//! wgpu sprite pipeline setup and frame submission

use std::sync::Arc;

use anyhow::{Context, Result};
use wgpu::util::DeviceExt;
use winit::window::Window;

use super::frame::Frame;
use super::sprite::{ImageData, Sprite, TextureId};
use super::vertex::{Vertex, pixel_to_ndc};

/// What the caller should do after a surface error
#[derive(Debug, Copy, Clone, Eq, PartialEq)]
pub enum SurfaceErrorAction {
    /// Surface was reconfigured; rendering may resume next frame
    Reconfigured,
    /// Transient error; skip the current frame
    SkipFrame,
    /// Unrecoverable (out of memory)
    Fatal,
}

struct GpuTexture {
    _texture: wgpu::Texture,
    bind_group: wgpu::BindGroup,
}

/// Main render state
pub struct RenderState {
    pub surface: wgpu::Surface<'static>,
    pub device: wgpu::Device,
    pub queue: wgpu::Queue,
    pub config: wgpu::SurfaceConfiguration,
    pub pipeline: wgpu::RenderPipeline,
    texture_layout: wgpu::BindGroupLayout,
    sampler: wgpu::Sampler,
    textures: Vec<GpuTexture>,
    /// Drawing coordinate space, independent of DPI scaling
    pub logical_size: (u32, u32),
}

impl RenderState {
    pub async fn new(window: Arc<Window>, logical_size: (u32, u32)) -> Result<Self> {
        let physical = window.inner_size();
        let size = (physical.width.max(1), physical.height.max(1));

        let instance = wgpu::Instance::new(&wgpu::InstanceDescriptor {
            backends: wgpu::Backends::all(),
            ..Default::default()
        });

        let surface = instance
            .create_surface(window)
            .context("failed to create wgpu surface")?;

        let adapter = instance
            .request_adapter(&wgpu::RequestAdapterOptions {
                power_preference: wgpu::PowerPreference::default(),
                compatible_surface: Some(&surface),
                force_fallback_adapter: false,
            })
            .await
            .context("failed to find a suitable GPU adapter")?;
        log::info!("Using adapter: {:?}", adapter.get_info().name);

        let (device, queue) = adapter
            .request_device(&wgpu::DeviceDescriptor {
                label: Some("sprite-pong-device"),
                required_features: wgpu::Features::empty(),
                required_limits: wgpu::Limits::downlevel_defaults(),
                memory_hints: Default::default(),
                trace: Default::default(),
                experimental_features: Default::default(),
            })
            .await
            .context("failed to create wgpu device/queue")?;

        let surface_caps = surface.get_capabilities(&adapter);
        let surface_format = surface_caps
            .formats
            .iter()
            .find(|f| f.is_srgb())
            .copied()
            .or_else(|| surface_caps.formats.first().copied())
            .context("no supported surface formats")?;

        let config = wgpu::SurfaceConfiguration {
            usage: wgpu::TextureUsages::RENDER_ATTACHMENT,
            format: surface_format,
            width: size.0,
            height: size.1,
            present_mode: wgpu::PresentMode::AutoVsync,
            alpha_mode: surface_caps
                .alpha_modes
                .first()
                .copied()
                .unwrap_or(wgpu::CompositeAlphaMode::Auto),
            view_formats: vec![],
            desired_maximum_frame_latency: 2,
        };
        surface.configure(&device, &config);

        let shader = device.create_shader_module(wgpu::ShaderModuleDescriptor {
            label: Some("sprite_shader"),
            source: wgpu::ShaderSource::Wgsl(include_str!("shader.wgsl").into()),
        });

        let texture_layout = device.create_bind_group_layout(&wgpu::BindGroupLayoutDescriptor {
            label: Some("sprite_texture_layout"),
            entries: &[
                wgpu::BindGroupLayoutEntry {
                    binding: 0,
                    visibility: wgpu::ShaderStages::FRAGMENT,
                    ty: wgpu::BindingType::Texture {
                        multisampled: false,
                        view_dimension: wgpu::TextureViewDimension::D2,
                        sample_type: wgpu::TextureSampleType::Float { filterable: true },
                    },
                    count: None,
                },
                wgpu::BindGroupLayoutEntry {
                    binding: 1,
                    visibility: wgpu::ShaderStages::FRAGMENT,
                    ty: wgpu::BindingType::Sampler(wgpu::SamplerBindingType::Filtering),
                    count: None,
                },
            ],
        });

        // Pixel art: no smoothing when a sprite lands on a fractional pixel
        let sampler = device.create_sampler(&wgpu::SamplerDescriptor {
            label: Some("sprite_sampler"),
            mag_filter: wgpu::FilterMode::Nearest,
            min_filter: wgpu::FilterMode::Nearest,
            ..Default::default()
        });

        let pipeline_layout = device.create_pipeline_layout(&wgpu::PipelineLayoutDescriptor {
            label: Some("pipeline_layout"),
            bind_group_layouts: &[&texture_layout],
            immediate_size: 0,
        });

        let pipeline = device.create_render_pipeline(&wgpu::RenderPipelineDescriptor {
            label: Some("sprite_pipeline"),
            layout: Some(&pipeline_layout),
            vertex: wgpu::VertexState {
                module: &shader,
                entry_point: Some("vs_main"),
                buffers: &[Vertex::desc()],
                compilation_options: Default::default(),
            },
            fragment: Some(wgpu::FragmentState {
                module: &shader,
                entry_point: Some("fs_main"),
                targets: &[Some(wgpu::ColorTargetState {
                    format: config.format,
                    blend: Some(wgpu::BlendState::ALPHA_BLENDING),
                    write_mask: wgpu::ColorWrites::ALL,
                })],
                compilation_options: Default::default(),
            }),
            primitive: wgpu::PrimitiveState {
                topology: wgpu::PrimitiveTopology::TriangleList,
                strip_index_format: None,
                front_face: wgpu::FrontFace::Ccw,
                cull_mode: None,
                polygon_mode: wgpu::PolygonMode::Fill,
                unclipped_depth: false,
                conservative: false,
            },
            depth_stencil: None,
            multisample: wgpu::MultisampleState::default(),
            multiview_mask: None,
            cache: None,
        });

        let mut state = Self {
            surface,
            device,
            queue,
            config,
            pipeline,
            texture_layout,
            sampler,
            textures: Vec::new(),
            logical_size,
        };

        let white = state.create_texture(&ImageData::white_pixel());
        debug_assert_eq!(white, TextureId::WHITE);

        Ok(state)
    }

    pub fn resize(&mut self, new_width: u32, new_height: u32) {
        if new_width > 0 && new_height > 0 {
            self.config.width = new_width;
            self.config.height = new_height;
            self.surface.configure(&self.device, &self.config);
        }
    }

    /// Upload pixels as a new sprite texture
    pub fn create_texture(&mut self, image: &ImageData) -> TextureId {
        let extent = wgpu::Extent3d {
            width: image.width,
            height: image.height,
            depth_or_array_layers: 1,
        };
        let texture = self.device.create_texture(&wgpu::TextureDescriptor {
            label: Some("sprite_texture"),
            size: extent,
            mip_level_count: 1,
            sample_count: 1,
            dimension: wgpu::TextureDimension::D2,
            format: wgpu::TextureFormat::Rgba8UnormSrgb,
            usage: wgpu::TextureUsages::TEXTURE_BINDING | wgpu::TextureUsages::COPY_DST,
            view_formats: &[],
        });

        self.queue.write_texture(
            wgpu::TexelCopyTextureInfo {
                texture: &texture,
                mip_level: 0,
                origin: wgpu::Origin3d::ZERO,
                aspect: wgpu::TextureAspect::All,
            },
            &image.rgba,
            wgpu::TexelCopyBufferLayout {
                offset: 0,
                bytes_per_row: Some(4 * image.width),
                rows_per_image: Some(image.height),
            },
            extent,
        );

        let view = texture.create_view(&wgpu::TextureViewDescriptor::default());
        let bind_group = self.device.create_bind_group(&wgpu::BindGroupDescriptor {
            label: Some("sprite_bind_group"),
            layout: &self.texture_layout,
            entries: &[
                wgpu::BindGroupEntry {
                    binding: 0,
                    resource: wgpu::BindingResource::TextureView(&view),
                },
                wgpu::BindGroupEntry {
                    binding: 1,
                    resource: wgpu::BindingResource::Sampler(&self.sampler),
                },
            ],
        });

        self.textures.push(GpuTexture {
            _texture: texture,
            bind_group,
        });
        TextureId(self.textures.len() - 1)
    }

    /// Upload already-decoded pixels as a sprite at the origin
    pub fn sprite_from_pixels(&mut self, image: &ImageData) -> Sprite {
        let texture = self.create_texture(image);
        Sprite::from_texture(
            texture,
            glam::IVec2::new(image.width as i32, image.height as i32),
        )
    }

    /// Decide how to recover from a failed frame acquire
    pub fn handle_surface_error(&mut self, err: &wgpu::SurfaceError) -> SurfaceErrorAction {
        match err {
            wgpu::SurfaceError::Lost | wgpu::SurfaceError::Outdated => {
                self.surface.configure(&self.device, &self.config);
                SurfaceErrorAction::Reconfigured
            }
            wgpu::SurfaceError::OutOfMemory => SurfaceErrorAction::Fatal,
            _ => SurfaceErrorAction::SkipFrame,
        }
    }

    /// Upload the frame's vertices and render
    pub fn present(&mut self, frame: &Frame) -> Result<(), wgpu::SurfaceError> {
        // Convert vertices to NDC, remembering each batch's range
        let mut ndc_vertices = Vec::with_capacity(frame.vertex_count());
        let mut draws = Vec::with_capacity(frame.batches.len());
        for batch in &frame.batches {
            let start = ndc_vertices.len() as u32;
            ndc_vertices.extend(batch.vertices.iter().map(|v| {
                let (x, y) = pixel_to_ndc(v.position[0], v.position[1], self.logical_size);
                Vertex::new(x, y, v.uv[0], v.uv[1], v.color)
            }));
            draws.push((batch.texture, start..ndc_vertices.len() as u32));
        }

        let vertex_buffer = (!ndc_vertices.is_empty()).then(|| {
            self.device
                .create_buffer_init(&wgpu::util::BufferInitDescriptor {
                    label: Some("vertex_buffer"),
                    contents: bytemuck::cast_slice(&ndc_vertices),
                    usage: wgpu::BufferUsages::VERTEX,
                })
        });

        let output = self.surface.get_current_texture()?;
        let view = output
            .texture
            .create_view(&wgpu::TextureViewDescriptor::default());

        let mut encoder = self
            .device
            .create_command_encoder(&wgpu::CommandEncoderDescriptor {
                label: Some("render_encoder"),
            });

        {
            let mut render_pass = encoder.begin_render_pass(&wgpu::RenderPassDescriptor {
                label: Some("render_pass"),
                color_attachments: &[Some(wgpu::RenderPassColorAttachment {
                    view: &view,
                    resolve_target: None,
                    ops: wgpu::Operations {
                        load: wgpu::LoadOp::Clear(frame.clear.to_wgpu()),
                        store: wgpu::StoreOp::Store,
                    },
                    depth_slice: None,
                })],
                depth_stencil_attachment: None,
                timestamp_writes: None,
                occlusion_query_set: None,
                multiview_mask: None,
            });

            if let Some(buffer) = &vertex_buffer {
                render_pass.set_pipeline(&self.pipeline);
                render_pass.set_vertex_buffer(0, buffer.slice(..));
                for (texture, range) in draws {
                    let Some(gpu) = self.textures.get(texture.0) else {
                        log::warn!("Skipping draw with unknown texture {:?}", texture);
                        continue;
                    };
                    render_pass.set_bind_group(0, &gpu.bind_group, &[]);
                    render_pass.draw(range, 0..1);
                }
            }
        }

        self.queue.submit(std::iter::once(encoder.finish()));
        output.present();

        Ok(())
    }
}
...
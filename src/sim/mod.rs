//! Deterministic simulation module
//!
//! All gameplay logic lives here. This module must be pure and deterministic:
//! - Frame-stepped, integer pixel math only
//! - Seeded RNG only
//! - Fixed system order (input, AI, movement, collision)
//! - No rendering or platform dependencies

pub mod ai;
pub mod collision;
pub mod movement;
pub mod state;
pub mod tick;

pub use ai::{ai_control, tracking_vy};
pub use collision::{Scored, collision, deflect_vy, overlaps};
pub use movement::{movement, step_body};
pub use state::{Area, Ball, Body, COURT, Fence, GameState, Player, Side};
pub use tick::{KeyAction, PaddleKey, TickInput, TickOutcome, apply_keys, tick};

◆ ACTIVITY
Gather every line from the listing above in which "SurfaceErrorAction" appears, and copy those lines.

◆ FINISHED EXERCISE
pub enum SurfaceErrorAction {
    pub fn handle_surface_error(&mut self, err: &wgpu::SurfaceError) -> SurfaceErrorAction {
                SurfaceErrorAction::Reconfigured
            wgpu::SurfaceError::OutOfMemory => SurfaceErrorAction::Fatal,
            _ => SurfaceErrorAction::SkipFrame,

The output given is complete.